*What to produce*: Among the entries below, please repeat exactly and only the lines from the line containing "filename crates/strictly_board/tests/session_flow_test.rs" to the line containing "lands on 38.", both lines included.

*Dataset content*:
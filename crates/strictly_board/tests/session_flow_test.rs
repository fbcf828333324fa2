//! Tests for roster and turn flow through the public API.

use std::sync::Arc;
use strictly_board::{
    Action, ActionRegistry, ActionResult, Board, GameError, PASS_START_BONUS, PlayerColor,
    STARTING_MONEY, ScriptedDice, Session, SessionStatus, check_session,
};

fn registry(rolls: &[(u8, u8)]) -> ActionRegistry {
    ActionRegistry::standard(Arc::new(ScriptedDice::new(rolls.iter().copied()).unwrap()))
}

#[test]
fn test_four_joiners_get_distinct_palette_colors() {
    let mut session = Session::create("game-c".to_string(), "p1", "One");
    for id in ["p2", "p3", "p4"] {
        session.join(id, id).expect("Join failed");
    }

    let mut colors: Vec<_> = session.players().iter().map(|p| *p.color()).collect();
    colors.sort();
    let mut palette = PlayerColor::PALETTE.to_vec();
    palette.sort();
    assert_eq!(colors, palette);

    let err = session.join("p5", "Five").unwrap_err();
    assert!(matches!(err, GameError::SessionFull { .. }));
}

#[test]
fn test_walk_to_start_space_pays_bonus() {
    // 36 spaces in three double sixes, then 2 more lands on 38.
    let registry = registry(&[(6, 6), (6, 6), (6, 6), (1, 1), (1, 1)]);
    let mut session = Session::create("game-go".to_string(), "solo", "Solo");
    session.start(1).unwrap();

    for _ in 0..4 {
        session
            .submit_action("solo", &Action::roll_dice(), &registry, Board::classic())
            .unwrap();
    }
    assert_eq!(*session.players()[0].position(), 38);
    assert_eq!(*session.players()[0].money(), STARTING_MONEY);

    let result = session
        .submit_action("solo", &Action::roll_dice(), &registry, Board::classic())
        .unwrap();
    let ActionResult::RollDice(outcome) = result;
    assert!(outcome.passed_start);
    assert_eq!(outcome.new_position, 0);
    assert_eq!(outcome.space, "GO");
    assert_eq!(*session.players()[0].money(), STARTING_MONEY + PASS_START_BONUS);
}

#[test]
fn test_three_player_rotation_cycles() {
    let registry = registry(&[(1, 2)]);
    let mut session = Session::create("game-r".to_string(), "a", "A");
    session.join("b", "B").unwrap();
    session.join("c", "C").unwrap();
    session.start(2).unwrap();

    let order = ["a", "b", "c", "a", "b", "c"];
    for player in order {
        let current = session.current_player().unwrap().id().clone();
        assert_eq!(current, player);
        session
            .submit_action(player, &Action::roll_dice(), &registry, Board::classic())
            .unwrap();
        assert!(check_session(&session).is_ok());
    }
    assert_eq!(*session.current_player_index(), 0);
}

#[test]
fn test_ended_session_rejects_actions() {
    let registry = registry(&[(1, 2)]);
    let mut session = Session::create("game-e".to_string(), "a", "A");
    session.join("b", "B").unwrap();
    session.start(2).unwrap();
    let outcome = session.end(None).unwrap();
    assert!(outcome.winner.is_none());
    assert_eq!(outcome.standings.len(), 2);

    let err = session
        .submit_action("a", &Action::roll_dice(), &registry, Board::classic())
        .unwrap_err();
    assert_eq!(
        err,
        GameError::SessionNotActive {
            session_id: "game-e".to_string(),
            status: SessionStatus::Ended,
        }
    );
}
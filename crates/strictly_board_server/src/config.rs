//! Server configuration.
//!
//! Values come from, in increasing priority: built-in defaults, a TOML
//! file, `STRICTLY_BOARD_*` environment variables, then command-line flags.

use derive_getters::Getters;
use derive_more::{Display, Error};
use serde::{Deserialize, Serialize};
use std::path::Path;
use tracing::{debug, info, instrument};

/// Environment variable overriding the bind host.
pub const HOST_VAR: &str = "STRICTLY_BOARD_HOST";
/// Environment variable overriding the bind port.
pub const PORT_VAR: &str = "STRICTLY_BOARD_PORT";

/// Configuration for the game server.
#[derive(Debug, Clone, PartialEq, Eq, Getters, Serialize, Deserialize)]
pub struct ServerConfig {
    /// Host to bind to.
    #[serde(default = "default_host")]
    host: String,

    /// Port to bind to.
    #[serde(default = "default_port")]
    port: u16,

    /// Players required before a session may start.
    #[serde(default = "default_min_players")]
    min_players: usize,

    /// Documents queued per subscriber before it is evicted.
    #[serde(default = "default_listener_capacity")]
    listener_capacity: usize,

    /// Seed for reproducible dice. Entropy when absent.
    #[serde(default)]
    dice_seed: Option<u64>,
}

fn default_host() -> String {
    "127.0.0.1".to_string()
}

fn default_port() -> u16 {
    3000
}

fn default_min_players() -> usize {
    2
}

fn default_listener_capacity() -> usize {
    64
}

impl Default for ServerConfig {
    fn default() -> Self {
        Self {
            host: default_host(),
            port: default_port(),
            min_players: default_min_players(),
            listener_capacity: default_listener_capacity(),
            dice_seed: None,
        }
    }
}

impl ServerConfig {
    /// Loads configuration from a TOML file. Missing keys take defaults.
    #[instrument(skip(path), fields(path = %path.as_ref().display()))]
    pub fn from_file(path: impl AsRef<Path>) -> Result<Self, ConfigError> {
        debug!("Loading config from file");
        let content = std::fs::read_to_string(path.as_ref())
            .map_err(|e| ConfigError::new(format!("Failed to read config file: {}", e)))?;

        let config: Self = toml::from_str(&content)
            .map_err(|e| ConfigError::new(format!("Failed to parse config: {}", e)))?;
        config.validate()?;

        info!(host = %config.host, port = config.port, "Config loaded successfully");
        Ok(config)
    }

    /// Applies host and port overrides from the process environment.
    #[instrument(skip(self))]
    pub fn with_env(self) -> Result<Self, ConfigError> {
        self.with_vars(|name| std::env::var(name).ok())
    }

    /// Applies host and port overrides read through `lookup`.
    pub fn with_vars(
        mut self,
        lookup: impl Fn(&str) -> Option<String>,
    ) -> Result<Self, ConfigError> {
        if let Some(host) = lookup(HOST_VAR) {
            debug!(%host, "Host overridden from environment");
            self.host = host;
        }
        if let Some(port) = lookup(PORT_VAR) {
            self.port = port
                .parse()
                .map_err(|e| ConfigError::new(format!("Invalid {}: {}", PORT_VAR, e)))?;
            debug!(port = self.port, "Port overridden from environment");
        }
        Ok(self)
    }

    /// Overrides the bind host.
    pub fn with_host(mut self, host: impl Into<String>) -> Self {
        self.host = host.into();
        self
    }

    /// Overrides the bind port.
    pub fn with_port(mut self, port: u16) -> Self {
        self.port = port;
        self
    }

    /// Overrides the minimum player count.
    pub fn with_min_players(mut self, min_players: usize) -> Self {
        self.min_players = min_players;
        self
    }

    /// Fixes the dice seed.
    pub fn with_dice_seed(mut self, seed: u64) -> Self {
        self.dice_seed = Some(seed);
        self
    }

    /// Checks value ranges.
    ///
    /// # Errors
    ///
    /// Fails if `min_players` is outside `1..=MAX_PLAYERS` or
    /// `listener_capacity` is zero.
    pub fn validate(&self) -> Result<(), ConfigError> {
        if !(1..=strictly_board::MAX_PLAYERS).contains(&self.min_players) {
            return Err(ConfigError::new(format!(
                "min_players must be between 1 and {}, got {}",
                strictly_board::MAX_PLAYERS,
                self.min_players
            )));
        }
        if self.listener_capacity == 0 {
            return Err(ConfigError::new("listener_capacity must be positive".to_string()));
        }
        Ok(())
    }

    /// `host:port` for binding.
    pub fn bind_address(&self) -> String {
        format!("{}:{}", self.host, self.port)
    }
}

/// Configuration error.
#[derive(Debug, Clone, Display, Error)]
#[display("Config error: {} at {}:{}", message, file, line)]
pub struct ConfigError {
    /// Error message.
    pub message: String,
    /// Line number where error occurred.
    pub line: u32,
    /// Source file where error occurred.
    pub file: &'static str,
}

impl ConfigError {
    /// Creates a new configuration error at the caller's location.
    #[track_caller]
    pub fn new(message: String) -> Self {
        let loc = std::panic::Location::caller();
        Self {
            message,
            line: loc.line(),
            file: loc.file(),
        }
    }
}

...

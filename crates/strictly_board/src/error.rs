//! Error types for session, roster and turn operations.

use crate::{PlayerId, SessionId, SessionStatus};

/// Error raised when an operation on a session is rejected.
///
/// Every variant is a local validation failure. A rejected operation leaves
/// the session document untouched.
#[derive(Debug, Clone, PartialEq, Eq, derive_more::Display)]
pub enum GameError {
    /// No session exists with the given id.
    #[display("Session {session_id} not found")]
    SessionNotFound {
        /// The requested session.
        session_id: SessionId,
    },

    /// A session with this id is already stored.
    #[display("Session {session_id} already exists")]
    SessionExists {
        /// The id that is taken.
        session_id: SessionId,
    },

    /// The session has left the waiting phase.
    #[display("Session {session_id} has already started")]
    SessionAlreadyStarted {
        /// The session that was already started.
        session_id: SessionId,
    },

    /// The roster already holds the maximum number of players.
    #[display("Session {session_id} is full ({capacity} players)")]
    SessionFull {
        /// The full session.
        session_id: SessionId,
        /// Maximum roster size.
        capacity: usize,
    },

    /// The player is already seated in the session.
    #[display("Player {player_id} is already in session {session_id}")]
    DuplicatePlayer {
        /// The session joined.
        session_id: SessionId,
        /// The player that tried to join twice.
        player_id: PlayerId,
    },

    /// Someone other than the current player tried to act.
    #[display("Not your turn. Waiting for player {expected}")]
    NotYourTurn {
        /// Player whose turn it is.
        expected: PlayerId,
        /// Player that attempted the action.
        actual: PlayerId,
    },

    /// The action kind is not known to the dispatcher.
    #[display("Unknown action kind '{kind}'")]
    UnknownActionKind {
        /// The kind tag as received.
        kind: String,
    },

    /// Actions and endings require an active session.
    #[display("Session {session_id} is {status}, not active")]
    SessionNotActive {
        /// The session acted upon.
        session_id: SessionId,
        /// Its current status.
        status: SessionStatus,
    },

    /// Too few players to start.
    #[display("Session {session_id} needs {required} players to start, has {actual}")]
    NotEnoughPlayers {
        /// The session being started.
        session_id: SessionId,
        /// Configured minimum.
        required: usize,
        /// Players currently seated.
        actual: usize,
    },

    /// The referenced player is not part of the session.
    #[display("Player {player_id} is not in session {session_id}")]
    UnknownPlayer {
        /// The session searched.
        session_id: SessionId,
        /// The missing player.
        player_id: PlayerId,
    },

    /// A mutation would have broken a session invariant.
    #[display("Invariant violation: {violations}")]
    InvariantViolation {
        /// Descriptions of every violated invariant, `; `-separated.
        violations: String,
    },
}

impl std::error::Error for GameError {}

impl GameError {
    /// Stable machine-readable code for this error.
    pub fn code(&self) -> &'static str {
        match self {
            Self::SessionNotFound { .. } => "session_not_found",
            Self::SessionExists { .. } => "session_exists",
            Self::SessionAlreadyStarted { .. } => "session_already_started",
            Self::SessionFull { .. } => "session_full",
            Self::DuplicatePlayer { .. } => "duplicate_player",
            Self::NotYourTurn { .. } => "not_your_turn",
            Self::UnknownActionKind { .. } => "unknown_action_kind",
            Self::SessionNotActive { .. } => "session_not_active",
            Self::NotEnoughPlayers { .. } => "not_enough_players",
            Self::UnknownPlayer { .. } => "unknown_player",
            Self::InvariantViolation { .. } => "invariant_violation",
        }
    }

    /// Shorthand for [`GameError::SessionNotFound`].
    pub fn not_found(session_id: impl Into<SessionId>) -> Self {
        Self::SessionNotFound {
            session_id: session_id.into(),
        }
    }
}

*Exercise solution*:
filename crates/strictly_board/tests/session_flow_test.rs
repository fbcf828333324fa2
//! Tests for roster and turn flow through the public API.

use std::sync::Arc;
use strictly_board::{
    Action, ActionRegistry, ActionResult, Board, GameError, PASS_START_BONUS, PlayerColor,
    STARTING_MONEY, ScriptedDice, Session, SessionStatus, check_session,
};

fn registry(rolls: &[(u8, u8)]) -> ActionRegistry {
    ActionRegistry::standard(Arc::new(ScriptedDice::new(rolls.iter().copied()).unwrap()))
}

#[test]
fn test_four_joiners_get_distinct_palette_colors() {
    let mut session = Session::create("game-c".to_string(), "p1", "One");
    for id in ["p2", "p3", "p4"] {
        session.join(id, id).expect("Join failed");
    }

    let mut colors: Vec<_> = session.players().iter().map(|p| *p.color()).collect();
    colors.sort();
    let mut palette = PlayerColor::PALETTE.to_vec();
    palette.sort();
    assert_eq!(colors, palette);

    let err = session.join("p5", "Five").unwrap_err();
    assert!(matches!(err, GameError::SessionFull { .. }));
}

#[test]
fn test_walk_to_start_space_pays_bonus() {
    // 36 spaces in three double sixes, then 2 more lands on 38.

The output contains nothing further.